PROBLEM TO SOLVE >> Could you write out the records below exactly as they appear?
####################
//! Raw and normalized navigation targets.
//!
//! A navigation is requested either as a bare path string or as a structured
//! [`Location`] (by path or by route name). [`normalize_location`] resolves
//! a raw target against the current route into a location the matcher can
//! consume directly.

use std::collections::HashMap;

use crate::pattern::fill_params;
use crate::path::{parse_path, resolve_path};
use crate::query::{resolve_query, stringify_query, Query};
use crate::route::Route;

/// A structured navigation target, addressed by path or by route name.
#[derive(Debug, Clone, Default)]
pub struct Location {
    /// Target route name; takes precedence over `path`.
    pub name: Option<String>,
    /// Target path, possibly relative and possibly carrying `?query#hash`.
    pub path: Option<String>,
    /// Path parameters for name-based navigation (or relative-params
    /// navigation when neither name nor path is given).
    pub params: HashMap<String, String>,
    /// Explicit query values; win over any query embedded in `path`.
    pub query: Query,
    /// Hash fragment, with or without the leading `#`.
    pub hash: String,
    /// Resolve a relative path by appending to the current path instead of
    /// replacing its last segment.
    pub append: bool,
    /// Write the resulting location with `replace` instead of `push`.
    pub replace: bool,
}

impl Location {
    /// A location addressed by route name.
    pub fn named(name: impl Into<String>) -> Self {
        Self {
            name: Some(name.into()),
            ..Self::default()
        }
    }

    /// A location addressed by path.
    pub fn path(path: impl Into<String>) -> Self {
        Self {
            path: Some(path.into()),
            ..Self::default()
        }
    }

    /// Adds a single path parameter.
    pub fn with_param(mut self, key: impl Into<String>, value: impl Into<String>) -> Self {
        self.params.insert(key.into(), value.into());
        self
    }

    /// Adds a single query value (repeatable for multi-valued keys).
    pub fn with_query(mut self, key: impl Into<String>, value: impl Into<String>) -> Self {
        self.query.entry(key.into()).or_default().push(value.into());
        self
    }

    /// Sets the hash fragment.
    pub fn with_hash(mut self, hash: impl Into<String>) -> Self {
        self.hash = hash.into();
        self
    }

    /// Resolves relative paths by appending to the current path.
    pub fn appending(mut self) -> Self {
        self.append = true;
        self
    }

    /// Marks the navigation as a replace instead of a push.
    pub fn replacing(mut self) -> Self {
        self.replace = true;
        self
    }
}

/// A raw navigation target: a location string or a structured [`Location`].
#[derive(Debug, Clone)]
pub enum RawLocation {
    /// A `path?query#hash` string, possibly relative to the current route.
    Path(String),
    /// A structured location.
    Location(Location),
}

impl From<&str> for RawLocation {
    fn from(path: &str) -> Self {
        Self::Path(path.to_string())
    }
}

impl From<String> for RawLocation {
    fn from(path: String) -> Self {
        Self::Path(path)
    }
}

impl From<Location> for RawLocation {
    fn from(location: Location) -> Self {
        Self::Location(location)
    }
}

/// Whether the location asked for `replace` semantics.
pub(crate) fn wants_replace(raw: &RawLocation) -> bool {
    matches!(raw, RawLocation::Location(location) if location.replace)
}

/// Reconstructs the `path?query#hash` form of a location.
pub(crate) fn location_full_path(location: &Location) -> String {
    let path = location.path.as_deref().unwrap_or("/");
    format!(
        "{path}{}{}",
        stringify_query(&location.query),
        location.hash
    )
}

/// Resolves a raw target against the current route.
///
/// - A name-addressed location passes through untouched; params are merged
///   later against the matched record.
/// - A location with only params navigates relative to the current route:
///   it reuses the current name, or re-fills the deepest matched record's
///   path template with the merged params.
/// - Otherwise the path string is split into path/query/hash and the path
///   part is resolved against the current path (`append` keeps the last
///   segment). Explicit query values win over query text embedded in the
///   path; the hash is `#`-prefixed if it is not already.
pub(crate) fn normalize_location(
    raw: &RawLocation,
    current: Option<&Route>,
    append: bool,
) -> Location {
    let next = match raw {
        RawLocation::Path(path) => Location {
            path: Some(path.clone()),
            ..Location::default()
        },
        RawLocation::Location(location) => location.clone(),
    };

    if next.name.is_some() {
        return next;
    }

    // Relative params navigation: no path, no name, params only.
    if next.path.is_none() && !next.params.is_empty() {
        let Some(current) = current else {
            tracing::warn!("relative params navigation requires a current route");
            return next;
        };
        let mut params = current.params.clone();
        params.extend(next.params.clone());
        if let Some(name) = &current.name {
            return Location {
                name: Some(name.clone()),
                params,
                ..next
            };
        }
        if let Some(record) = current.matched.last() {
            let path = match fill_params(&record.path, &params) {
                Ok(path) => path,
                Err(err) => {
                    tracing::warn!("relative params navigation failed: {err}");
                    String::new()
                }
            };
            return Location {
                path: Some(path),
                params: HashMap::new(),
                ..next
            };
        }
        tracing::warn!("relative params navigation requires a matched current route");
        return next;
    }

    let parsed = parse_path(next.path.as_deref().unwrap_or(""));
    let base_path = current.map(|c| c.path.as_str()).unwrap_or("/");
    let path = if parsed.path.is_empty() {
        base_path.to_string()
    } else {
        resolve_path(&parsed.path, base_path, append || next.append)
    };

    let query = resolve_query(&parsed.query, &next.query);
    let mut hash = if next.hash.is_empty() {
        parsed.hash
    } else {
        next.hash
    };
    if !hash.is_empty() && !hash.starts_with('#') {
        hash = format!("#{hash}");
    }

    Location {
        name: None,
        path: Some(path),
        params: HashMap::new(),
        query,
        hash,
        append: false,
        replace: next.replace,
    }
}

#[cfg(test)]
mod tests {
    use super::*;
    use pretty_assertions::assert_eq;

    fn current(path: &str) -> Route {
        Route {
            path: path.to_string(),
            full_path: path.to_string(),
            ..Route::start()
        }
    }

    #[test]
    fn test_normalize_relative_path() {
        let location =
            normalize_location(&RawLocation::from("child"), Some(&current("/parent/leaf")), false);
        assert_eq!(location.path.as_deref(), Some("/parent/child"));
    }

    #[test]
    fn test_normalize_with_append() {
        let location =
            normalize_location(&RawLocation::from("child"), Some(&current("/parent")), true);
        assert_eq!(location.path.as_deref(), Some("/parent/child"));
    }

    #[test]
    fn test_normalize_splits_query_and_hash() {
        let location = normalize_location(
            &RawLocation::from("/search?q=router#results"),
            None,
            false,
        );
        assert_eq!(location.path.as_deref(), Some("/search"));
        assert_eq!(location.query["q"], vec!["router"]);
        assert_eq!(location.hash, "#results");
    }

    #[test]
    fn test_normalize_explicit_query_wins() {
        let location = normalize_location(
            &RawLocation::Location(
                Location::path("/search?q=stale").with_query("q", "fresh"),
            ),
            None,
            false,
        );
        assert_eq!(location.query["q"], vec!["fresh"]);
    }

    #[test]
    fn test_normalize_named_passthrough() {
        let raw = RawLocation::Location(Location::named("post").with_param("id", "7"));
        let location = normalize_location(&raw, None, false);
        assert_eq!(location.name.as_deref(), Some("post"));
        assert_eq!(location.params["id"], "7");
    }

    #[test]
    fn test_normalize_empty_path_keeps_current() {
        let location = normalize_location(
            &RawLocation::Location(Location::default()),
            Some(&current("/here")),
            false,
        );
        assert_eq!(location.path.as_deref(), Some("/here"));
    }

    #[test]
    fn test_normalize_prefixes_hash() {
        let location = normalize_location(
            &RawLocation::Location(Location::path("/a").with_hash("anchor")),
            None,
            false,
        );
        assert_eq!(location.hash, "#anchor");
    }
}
####################
EXERCISE ANSWER >>
//! Raw and normalized navigation targets.
//!
//! A navigation is requested either as a bare path string or as a structured
//! [`Location`] (by path or by route name). [`normalize_location`] resolves
//! a raw target against the current route into a location the matcher can
//! consume directly.

use std::collections::HashMap;

use crate::pattern::fill_params;
use crate::path::{parse_path, resolve_path};
use crate::query::{resolve_query, stringify_query, Query};
use crate::route::Route;

/// A structured navigation target, addressed by path or by route name.
#[derive(Debug, Clone, Default)]
pub struct Location {
    /// Target route name; takes precedence over `path`.
    pub name: Option<String>,
    /// Target path, possibly relative and possibly carrying `?query#hash`.
    pub path: Option<String>,
    /// Path parameters for name-based navigation (or relative-params
    /// navigation when neither name nor path is given).
    pub params: HashMap<String, String>,
    /// Explicit query values; win over any query embedded in `path`.
    pub query: Query,
    /// Hash fragment, with or without the leading `#`.
    pub hash: String,
    /// Resolve a relative path by appending to the current path instead of
    /// replacing its last segment.
    pub append: bool,
    /// Write the resulting location with `replace` instead of `push`.
    pub replace: bool,
}

impl Location {
    /// A location addressed by route name.
    pub fn named(name: impl Into<String>) -> Self {
        Self {
            name: Some(name.into()),
            ..Self::default()
        }
    }

    /// A location addressed by path.
    pub fn path(path: impl Into<String>) -> Self {
        Self {
            path: Some(path.into()),
            ..Self::default()
        }
    }

    /// Adds a single path parameter.
    pub fn with_param(mut self, key: impl Into<String>, value: impl Into<String>) -> Self {
        self.params.insert(key.into(), value.into());
        self
    }

    /// Adds a single query value (repeatable for multi-valued keys).
    pub fn with_query(mut self, key: impl Into<String>, value: impl Into<String>) -> Self {
        self.query.entry(key.into()).or_default().push(value.into());
        self
    }

    /// Sets the hash fragment.
    pub fn with_hash(mut self, hash: impl Into<String>) -> Self {
        self.hash = hash.into();
        self
    }

    /// Resolves relative paths by appending to the current path.
    pub fn appending(mut self) -> Self {
        self.append = true;
        self
    }

    /// Marks the navigation as a replace instead of a push.
    pub fn replacing(mut self) -> Self {
        self.replace = true;
        self
    }
}

/// A raw navigation target: a location string or a structured [`Location`].
#[derive(Debug, Clone)]
pub enum RawLocation {
    /// A `path?query#hash` string, possibly relative to the current route.
    Path(String),
    /// A structured location.
    Location(Location),
}

impl From<&str> for RawLocation {
    fn from(path: &str) -> Self {
        Self::Path(path.to_string())
    }
}

impl From<String> for RawLocation {
    fn from(path: String) -> Self {
        Self::Path(path)
    }
}

impl From<Location> for RawLocation {
    fn from(location: Location) -> Self {
        Self::Location(location)
    }
}

/// Whether the location asked for `replace` semantics.
pub(crate) fn wants_replace(raw: &RawLocation) -> bool {
    matches!(raw, RawLocation::Location(location) if location.replace)
}

/// Reconstructs the `path?query#hash` form of a location.
pub(crate) fn location_full_path(location: &Location) -> String {
    let path = location.path.as_deref().unwrap_or("/");
    format!(
        "{path}{}{}",
        stringify_query(&location.query),
        location.hash
    )
}

/// Resolves a raw target against the current route.
///
/// - A name-addressed location passes through untouched; params are merged
///   later against the matched record.
/// - A location with only params navigates relative to the current route:
///   it reuses the current name, or re-fills the deepest matched record's
///   path template with the merged params.
/// - Otherwise the path string is split into path/query/hash and the path
///   part is resolved against the current path (`append` keeps the last
///   segment). Explicit query values win over query text embedded in the
///   path; the hash is `#`-prefixed if it is not already.
pub(crate) fn normalize_location(
    raw: &RawLocation,
    current: Option<&Route>,
    append: bool,
) -> Location {
    let next = match raw {
        RawLocation::Path(path) => Location {
            path: Some(path.clone()),
            ..Location::default()
        },
        RawLocation::Location(location) => location.clone(),
    };

    if next.name.is_some() {
        return next;
    }

    // Relative params navigation: no path, no name, params only.
    if next.path.is_none() && !next.params.is_empty() {
        let Some(current) = current else {
            tracing::warn!("relative params navigation requires a current route");
            return next;
        };
        let mut params = current.params.clone();
        params.extend(next.params.clone());
        if let Some(name) = &current.name {
            return Location {
                name: Some(name.clone()),
                params,
                ..next
            };
        }
        if let Some(record) = current.matched.last() {
            let path = match fill_params(&record.path, &params) {
                Ok(path) => path,
                Err(err) => {
                    tracing::warn!("relative params navigation failed: {err}");
                    String::new()
                }
            };
            return Location {
                path: Some(path),
                params: HashMap::new(),
                ..next
            };
        }
        tracing::warn!("relative params navigation requires a matched current route");
        return next;
    }

    let parsed = parse_path(next.path.as_deref().unwrap_or(""));
    let base_path = current.map(|c| c.path.as_str()).unwrap_or("/");
    let path = if parsed.path.is_empty() {
        base_path.to_string()
    } else {
        resolve_path(&parsed.path, base_path, append || next.append)
    };

    let query = resolve_query(&parsed.query, &next.query);
    let mut hash = if next.hash.is_empty() {
        parsed.hash
    } else {
        next.hash
    };
    if !hash.is_empty() && !hash.starts_with('#') {
        hash = format!("#{hash}");
    }

    Location {
        name: None,
        path: Some(path),
        params: HashMap::new(),
        query,
        hash,
        append: false,
        replace: next.replace,
    }
}

#[cfg(test)]
mod tests {
    use super::*;
    use pretty_assertions::assert_eq;

    fn current(path: &str) -> Route {
        Route {
            path: path.to_string(),
            full_path: path.to_string(),
            ..Route::start()
        }
    }

    #[test]
    fn test_normalize_relative_path() {
        let location =
            normalize_location(&RawLocation::from("child"), Some(&current("/parent/leaf")), false);
        assert_eq!(location.path.as_deref(), Some("/parent/child"));
    }

    #[test]
    fn test_normalize_with_append() {
        let location =
            normalize_location(&RawLocation::from("child"), Some(&current("/parent")), true);
        assert_eq!(location.path.as_deref(), Some("/parent/child"));
    }

    #[test]
    fn test_normalize_splits_query_and_hash() {
        let location = normalize_location(
            &RawLocation::from("/search?q=router#results"),
            None,
            false,
        );
        assert_eq!(location.path.as_deref(), Some("/search"));
        assert_eq!(location.query["q"], vec!["router"]);
        assert_eq!(location.hash, "#results");
    }

    #[test]
    fn test_normalize_explicit_query_wins() {
        let location = normalize_location(
            &RawLocation::Location(
                Location::path("/search?q=stale").with_query("q", "fresh"),
            ),
            None,
            false,
        );
        assert_eq!(location.query["q"], vec!["fresh"]);
    }

    #[test]
    fn test_normalize_named_passthrough() {
        let raw = RawLocation::Location(Location::named("post").with_param("id", "7"));
        let location = normalize_location(&raw, None, false);
        assert_eq!(location.name.as_deref(), Some("post"));
        assert_eq!(location.params["id"], "7");
    }

    #[test]
    fn test_normalize_empty_path_keeps_current() {
        let location = normalize_location(
            &RawLocation::Location(Location::default()),
            Some(&current("/here")),
            false,
        );
        assert_eq!(location.path.as_deref(), Some("/here"));
    }

    #[test]
    fn test_normalize_prefixes_hash() {
        let location = normalize_location(
            &RawLocation::Location(Location::path("/a").with_hash("anchor")),
            None,
            false,
        );
        assert_eq!(location.hash, "#anchor");
    }
}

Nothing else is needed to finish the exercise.